> **PROBLEM REQUIREMENTS**:
Nothing past the line containing "1. carries the" belongs in the output. Copy exactly every line of the data below from the first up to and including it.

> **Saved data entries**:
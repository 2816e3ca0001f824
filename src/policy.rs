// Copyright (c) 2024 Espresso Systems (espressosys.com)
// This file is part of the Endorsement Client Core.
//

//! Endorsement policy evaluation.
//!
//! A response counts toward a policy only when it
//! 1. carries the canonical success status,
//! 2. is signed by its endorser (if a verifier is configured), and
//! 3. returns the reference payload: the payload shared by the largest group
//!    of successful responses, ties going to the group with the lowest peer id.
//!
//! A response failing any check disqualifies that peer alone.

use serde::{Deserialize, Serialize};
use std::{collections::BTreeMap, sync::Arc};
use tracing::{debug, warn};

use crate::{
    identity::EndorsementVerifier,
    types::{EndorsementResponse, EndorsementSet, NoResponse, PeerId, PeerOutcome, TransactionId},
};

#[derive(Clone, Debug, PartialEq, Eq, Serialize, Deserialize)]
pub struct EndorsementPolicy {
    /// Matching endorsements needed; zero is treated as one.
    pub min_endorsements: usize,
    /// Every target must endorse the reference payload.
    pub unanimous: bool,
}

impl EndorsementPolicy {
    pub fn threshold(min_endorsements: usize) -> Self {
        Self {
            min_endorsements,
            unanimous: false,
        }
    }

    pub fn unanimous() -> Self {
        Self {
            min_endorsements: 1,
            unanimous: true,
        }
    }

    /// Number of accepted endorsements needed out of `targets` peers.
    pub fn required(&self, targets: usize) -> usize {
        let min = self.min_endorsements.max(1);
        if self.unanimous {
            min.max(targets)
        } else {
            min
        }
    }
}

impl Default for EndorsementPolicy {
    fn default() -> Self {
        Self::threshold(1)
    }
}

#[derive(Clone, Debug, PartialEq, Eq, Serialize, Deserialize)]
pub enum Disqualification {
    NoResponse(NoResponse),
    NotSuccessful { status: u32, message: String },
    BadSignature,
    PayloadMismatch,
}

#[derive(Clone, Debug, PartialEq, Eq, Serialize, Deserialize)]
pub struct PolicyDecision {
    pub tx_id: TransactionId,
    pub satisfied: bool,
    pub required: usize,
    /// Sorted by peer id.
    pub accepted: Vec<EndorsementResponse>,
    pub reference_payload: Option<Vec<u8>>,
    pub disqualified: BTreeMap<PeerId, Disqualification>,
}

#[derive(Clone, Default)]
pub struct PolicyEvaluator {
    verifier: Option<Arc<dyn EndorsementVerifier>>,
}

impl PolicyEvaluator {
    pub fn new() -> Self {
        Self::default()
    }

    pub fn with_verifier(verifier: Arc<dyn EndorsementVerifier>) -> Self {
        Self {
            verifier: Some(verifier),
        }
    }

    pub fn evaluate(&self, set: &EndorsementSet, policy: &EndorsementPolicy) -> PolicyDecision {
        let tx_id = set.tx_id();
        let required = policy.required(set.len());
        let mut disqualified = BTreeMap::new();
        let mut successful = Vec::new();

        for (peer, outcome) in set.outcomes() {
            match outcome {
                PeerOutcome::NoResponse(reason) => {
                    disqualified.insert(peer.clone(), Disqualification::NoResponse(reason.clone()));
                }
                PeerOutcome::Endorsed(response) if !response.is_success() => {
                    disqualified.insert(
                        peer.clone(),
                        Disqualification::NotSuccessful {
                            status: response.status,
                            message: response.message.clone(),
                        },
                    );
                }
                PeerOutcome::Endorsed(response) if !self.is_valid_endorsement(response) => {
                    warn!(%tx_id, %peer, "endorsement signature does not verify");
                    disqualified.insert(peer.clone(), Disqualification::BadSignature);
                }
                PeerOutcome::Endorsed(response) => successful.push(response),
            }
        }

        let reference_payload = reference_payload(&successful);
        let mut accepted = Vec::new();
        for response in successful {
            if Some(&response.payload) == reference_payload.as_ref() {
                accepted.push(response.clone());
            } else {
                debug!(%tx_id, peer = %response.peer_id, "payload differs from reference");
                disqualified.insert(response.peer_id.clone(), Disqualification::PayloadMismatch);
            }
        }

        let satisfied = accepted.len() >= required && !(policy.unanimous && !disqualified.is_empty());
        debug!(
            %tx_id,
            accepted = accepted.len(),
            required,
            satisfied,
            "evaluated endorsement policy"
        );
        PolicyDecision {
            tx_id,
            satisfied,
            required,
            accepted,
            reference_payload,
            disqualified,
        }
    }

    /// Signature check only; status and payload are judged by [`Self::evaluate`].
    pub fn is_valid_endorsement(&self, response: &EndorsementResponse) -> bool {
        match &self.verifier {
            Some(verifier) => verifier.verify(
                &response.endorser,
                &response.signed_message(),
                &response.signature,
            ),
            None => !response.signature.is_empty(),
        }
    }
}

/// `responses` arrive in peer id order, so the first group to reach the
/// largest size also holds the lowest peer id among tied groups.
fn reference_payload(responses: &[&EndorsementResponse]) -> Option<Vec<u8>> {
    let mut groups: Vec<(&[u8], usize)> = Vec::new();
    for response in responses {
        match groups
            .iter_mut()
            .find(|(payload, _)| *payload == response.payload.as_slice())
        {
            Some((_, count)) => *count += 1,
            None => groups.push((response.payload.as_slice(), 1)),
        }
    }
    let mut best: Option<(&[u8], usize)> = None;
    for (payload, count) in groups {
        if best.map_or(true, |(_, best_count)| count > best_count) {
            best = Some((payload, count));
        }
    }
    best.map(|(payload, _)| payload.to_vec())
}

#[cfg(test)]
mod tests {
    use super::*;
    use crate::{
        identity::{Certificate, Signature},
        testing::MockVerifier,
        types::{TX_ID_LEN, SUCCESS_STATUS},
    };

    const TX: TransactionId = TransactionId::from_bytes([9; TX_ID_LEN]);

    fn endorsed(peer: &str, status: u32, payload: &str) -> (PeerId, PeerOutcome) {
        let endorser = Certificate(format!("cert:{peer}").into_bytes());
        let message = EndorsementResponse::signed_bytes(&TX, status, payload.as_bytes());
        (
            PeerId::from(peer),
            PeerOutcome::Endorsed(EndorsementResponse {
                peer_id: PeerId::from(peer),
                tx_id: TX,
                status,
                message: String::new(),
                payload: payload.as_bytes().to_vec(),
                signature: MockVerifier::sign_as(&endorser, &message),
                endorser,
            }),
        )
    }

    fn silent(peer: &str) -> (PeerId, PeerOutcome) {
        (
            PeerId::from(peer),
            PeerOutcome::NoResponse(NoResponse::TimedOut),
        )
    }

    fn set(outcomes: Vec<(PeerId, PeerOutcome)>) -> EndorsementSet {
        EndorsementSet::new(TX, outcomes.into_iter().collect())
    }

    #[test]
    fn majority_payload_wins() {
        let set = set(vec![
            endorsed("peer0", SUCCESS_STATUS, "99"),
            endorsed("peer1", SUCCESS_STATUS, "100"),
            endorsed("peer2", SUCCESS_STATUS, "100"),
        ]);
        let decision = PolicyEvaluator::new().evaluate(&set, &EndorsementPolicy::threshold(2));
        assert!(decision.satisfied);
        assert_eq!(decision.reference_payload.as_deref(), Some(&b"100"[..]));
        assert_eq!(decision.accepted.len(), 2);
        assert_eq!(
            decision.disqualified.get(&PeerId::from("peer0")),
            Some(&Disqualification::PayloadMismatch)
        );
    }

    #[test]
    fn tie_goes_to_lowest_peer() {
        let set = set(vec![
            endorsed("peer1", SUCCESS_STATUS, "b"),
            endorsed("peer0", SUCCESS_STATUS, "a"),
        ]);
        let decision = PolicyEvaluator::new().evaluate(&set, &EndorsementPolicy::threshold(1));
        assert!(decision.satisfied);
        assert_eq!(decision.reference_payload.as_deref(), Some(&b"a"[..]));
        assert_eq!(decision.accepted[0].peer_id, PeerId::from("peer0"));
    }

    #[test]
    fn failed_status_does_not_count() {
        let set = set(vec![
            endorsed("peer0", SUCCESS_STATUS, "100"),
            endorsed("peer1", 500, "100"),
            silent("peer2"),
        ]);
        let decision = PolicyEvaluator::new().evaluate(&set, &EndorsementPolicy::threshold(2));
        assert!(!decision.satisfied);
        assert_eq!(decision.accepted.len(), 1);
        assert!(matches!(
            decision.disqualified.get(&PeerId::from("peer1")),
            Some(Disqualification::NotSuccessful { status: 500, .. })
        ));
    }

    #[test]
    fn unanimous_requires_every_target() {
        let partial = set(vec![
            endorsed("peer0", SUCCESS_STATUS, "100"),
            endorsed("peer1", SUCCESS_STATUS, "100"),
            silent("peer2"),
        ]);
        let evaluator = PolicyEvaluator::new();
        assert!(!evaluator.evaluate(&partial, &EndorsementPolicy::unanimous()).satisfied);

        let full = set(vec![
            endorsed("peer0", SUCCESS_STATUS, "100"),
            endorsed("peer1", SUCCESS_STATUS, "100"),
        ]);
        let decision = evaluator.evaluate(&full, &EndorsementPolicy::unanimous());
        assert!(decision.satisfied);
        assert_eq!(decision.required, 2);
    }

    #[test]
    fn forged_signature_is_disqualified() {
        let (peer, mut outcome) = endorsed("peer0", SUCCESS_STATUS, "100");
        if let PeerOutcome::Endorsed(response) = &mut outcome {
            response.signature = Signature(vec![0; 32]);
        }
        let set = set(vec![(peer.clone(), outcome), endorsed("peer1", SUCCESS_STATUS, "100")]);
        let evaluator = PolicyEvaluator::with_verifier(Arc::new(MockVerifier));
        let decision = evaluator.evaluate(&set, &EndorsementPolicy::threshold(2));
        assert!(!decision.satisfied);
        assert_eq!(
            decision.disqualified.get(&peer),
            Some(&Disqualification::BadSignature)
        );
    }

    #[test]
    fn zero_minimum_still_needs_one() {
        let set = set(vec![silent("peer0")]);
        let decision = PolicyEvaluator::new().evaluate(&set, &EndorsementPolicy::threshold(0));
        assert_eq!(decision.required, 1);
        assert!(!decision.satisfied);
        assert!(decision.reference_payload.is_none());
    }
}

> **EXERCISE RESPONSE**:
repository 2816e3ca0001f824
filename src/policy.rs
// Copyright (c) 2024 Espresso Systems (espressosys.com)
// This file is part of the Endorsement Client Core.
//

//! Endorsement policy evaluation.
//!
//! A response counts toward a policy only when it
//! 1. carries the canonical success status,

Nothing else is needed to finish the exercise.